Is the life you always wanted good enough? Dear Evan Hansen at DCPA Thru June 5th


By Michelle Stevinson, Latin Life Denver Media

‘Dear Evan Hansen’ is a marvelous, highly energetic and emotional musical about a lonely teenage boy facing many challenges at home, school and on social media.

Issues like loneliness, fear and anxiety many youth and adults are experiencing, especially during a pandemic. Parents or peers are inspired to reach out, talk, listen and understand what is going on in their lives, especially what they are posting and sharing on social media.


In this brilliant and relatable performance by Stephen Christopher Anthony playing the character Evan Hansen, the audience follows his journey from a socially awkward loner who feels unseen to inadvertently becoming a popular social media sensation even adored by his high-school crush. Despite secretly exploiting his classmates tragic death. It seems he gets the life he always wanted, or does he really?  

Dear Evan Hansen. Stephen Christopher Anthony as ‘Evan Hansen’ and Stephanie La Rochelle as ‘Zoe Murphy’ in the North American touring company of DEAR EVAN HANSEN. Photo by Matthew Murphy, 2019

Stephen Christopher Anthony is so convincing in his role as Evan Hansen, lanky and fragile with a quirky demeanor that is clumsy, stutters and scared. He is full of anxiety, fear and loneliness.  He has no real friends and too afraid to even answer the door for food delivery because it means having to interact with another human being.  Yet he has to go to school and deal with everything that goes on there, including other students and being bullied. Yet when he sings all that insecurity miraculously disappears,  his voice is powerful and confident.


‘Dear Evan Hansen’ is about a pep-talk letter Evan Hansen writes to himself as part of his therapy. The letter inadvertently falls into the wrong hands of Connor Murphy, played by Noah-Kieserman, and soon everything goes awry.  A web of lies and fake social media posts rule the day.

Story of how lies unfolded and go fund me.
Connor’s parents find him with Evan’s letter after a tragic suicide. So they believe that Evan is his best friend kept in secret. Evan stutters but does not deny the friendship. He feels important and soon loved like a son by Conner’s parents and their daughter.
Don’t get me wrong, Dear Evan Hansen is also funny and very entertaining. It won six Tony Awards including Best Musical and a 2018 Grammy Award.

That being said, this is not just a play about teenagers who get carried away on social media creating a viral response to a go fund me page to honor the life of a fellow student they previously showed no interest in.


The cliché   “Not a dry eye in the house” does not come close to the emotion this production evokes in the audience as everyone is forced to take an introspective look at the dysfunction that very well may exists in their own family, school and community. The open weeping by many in the theatre made me wonder, were they crying about the story being told on stage or were they sobbing about things in their own lives, in their own families, situations which have happened or things they have ignored or are in denial of? I suspect it was the latter.
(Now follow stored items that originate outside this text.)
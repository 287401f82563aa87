//! Error types for score-dl
//!
//! This module provides error handling for the library, including:
//! - Domain-specific error types (partitioning, storage protocol, manifest I/O)
//! - Per-partition failure wrapping so a batch run can report which unit of
//!   work failed without losing the underlying cause

use thiserror::Error;

/// Result type alias for score-dl operations
pub type Result<T> = std::result::Result<T, Error>;

/// Main error type for score-dl
///
/// This is the primary error type used throughout the library. Each variant includes
/// contextual information to help diagnose issues.
#[derive(Debug, Error)]
pub enum Error {
    /// Configuration error with context about which setting is invalid
    #[error("configuration error: {message}")]
    Config {
        /// Human-readable error message describing the configuration issue
        message: String,
        /// The configuration key that caused the error (e.g., "endpoint")
        key: Option<String>,
    },

    /// Partition request that cannot produce valid windows
    ///
    /// Raised up front whenever the per-partition size computes to zero
    /// (zero requested, or more partitions than records), instead of letting
    /// the window loop degenerate.
    #[error(
        "invalid partition size: {records} records cannot be split into windows of {size_per_partition}"
    )]
    InvalidPartitionSize {
        /// Number of records in the manifest being partitioned
        records: usize,
        /// The per-partition record count that was computed or requested
        size_per_partition: usize,
    },

    /// Storage protocol error (resolve or transfer)
    #[error("storage error: {0}")]
    Storage(#[from] StorageError),

    /// Network error
    #[error("network error: {0}")]
    Network(#[from] reqwest::Error),

    /// Manifest does not have the expected shape
    #[error("invalid manifest: {0}")]
    Manifest(String),

    /// Delimited-table read/write error
    #[error("manifest I/O error: {0}")]
    Csv(#[from] csv::Error),

    /// I/O error
    #[error("I/O error: {0}")]
    Io(#[from] std::io::Error),

    /// A partition job failed; wraps the underlying error with the job identity
    #[error("partition {index} failed: {source}")]
    JobFailed {
        /// Zero-based index of the partition whose job failed
        index: usize,
        /// The error that aborted the job
        #[source]
        source: Box<Error>,
    },
}

/// Storage protocol errors (metadata resolve and object transfer)
#[derive(Debug, Error)]
pub enum StorageError {
    /// The bearer credential was rejected by the storage server
    #[error("authentication failed for object {object_id}")]
    AuthenticationFailed {
        /// The object id whose metadata request was rejected
        object_id: String,
    },

    /// The storage server returned no usable parts for the object
    #[error("object {object_id} not found: {reason}")]
    ObjectNotFound {
        /// The object id that could not be resolved
        object_id: String,
        /// Why resolution failed (missing, empty parts, malformed document)
        reason: String,
    },

    /// The streamed byte transfer to disk failed
    #[error("transfer failed for object {object_id}: {reason}")]
    Transfer {
        /// The object id being fetched when the transfer failed
        object_id: String,
        /// The transport or I/O fault that aborted the transfer
        reason: String,
    },
}

impl Error {
    /// Wrap this error as a job-level failure owned by the given partition.
    pub fn into_job_failure(self, index: usize) -> Self {
        Error::JobFailed {
            index,
            source: Box::new(self),
        }
    }
}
It is more about the dysfunction that exists in almost every family. The skeleton in the closet, the elephant in the room, the things parents, teachers and others want to pretend don’t really exist. Broken kids whose cries for help and attention are all too often ignored by parents who are too busy with whatever, trusting that medication and therapy will take care of their children’s issues.

Yes, it is that different. It is that powerful. It is that thought-provoking, life-affirming, and, dare I say it — life-changing.”

Many parents brought their teens to the production. Presumably hoping Dear Evan Hansen would help start the conversation about what is going on in their lives and be comfortable and trusting in sharing those thoughts and feelings with them. Usually the audience flees the theatre at the end of a play trying to escape the parking madness but this time it was different. Dozens of people lingered in the lobby in groups of various sizes engaged in conversation. No one seemed to be in a hurry to leave the experience.

Dear Evan Hansen plays the Denver’s Buell Theater through  June 5. Denver launched the national tour in 2018. In advance of the start of performances, the production announced that it will host a digital ticket lottery offering fans the chance to purchase a limited number of $25 tickets available per performance.